Buchanan appeared in five British films made in 1924–25: The Audacious Mr Squire, The Happy Ending, Settled Out of Court, A Typical Budget and
Bulldog Drummond's Third Round, and returning to stage revue he appeared, co-starring with Lawrence, in Charlot's 1925 production at the Prince of Wales's. He starred in, choreographed and directed an American production of the show at the Selwyn Theatre, New York. It included one of his most celebrated sketches, "The Fox Has Left His Lair", in which he portrayed a last-minute substitute to a male-voice quartet, who is frantically attempting to keep up with his fellow singers in a hunting song that gets faster and faster and ever more complicated. On his return to London he appeared at the Hippodrome in October 1926, when he produced Jerome Kern and Oscar Hammerstein's Sunny, which ran for 363 performances. Buchanan played Jim Demming, with Binnie Hale as Sunny and Elsie Randolph as Weenie Winters. He interpolated the hunting song sketch into the production. At the same theatre in June 1928, after a pre-London tour, he produced That's a Good Girl, in which he appeared as Bill Barrow with Randolph now in the leading female role. Their duet, "Fancy Our Meeting", was recorded by Columbia and became well known. In his 1978 biography of Buchanan, Michael Marshall comments, "this haunting tune is played and sung whenever Jack and Elsie's long partnership is recalled". In the words of Buchanan's biographer Andrew Spicer:

After this, Buchanan's West End and Broadway appearances were mainly in revue and musicals. In his entry in Who's Who he singled out That's a Good Girl (1928), Stand Up and Sing (1931), Mr Whittington (1933) and This'll Make You Whistle (1935) among his inter-war productions in the West End. In all these he was partnered by Randolph. He appeared on Broadway again in 1929 in C. B. Cochran's revue Wake Up and Dream, heading a cast that contained Tilly Losch and Jessie Matthews. "Fancy Our Meeting" was interpolated from There's a Good Girl, and as Buchanan and Matthews did not get on well, (Note: In the earlier London version of the show the male lead was Sonnie Hale with whom Matthews had an affair (causing something of a scandal) and whose supersession in the Broadway cast she resented.) this affectionate duet cost them both some effort. Buchanan starred in two early Hollywood talkies, Cole Porter's Paris (1929), with Irene Bordoni, and Monte Carlo (1930) directed by Ernst Lubitsch.

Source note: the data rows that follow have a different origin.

use crate::StoreError;
use rusqlite::Connection;
use tally_model::SYNCED_KINDS;

/// One entity table per synced kind. Entity-specific columns of the
/// business schema are carried opaquely in `fields_json`; the sync core
/// owns only the identity, period, version, and timestamp columns.
fn entity_table_sql(table: &str) -> String {
    format!(
        "CREATE TABLE IF NOT EXISTS {table} (
            id TEXT PRIMARY KEY,
            period TEXT NOT NULL,
            version INTEGER NOT NULL,
            updated_at TEXT NOT NULL,
            fields_json TEXT NOT NULL
        );
        CREATE INDEX IF NOT EXISTS idx_{table}_updated_at ON {table} (updated_at);"
    )
}

pub(crate) fn init_schema(conn: &Connection) -> Result<(), StoreError> {
    conn.execute_batch(
        "PRAGMA journal_mode=WAL;
         PRAGMA synchronous=NORMAL;
         PRAGMA busy_timeout=5000;
         PRAGMA foreign_keys=ON;",
    )?;
    conn.execute_batch(
        "CREATE TABLE IF NOT EXISTS users (
            id TEXT PRIMARY KEY,
            name TEXT NOT NULL,
            username TEXT UNIQUE NOT NULL,
            pin_salt TEXT NOT NULL,
            pin_hash TEXT NOT NULL,
            role TEXT NOT NULL,
            dept TEXT NOT NULL,
            created_at TEXT NOT NULL
        );
        CREATE TABLE IF NOT EXISTS periods (
            period TEXT PRIMARY KEY,
            is_locked INTEGER NOT NULL DEFAULT 0,
            locked_at TEXT,
            locked_by TEXT,
            reason TEXT
        );
        CREATE TABLE IF NOT EXISTS audit_log (
            seq INTEGER PRIMARY KEY AUTOINCREMENT,
            ts TEXT NOT NULL,
            actor_id TEXT NOT NULL,
            action TEXT NOT NULL,
            entity TEXT NOT NULL,
            entity_id TEXT NOT NULL,
            payload_json TEXT NOT NULL
        );",
    )?;
    for kind in SYNCED_KINDS {
        conn.execute_batch(&entity_table_sql(kind.table_name()))?;
    }
    Ok(())
}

In 1932 Buchanan accepted an invitation to star in George and Ira Gershwin's Pardon My English in the US. When the production opened it was plain to audiences that he was uncomfortable in his dual role as an English aristocrat and a German gangster. At considerable personal expense he bought himself out of his contract and left the cast. The show closed soon afterwards and he did not return to Broadway for six years. His last Broadway show before the Second World War was Howard Dietz and Arthur Schwartz's Between the Devil (1938), with Evelyn Laye and Adele Dixon, in which he played an inadvertent bigamist.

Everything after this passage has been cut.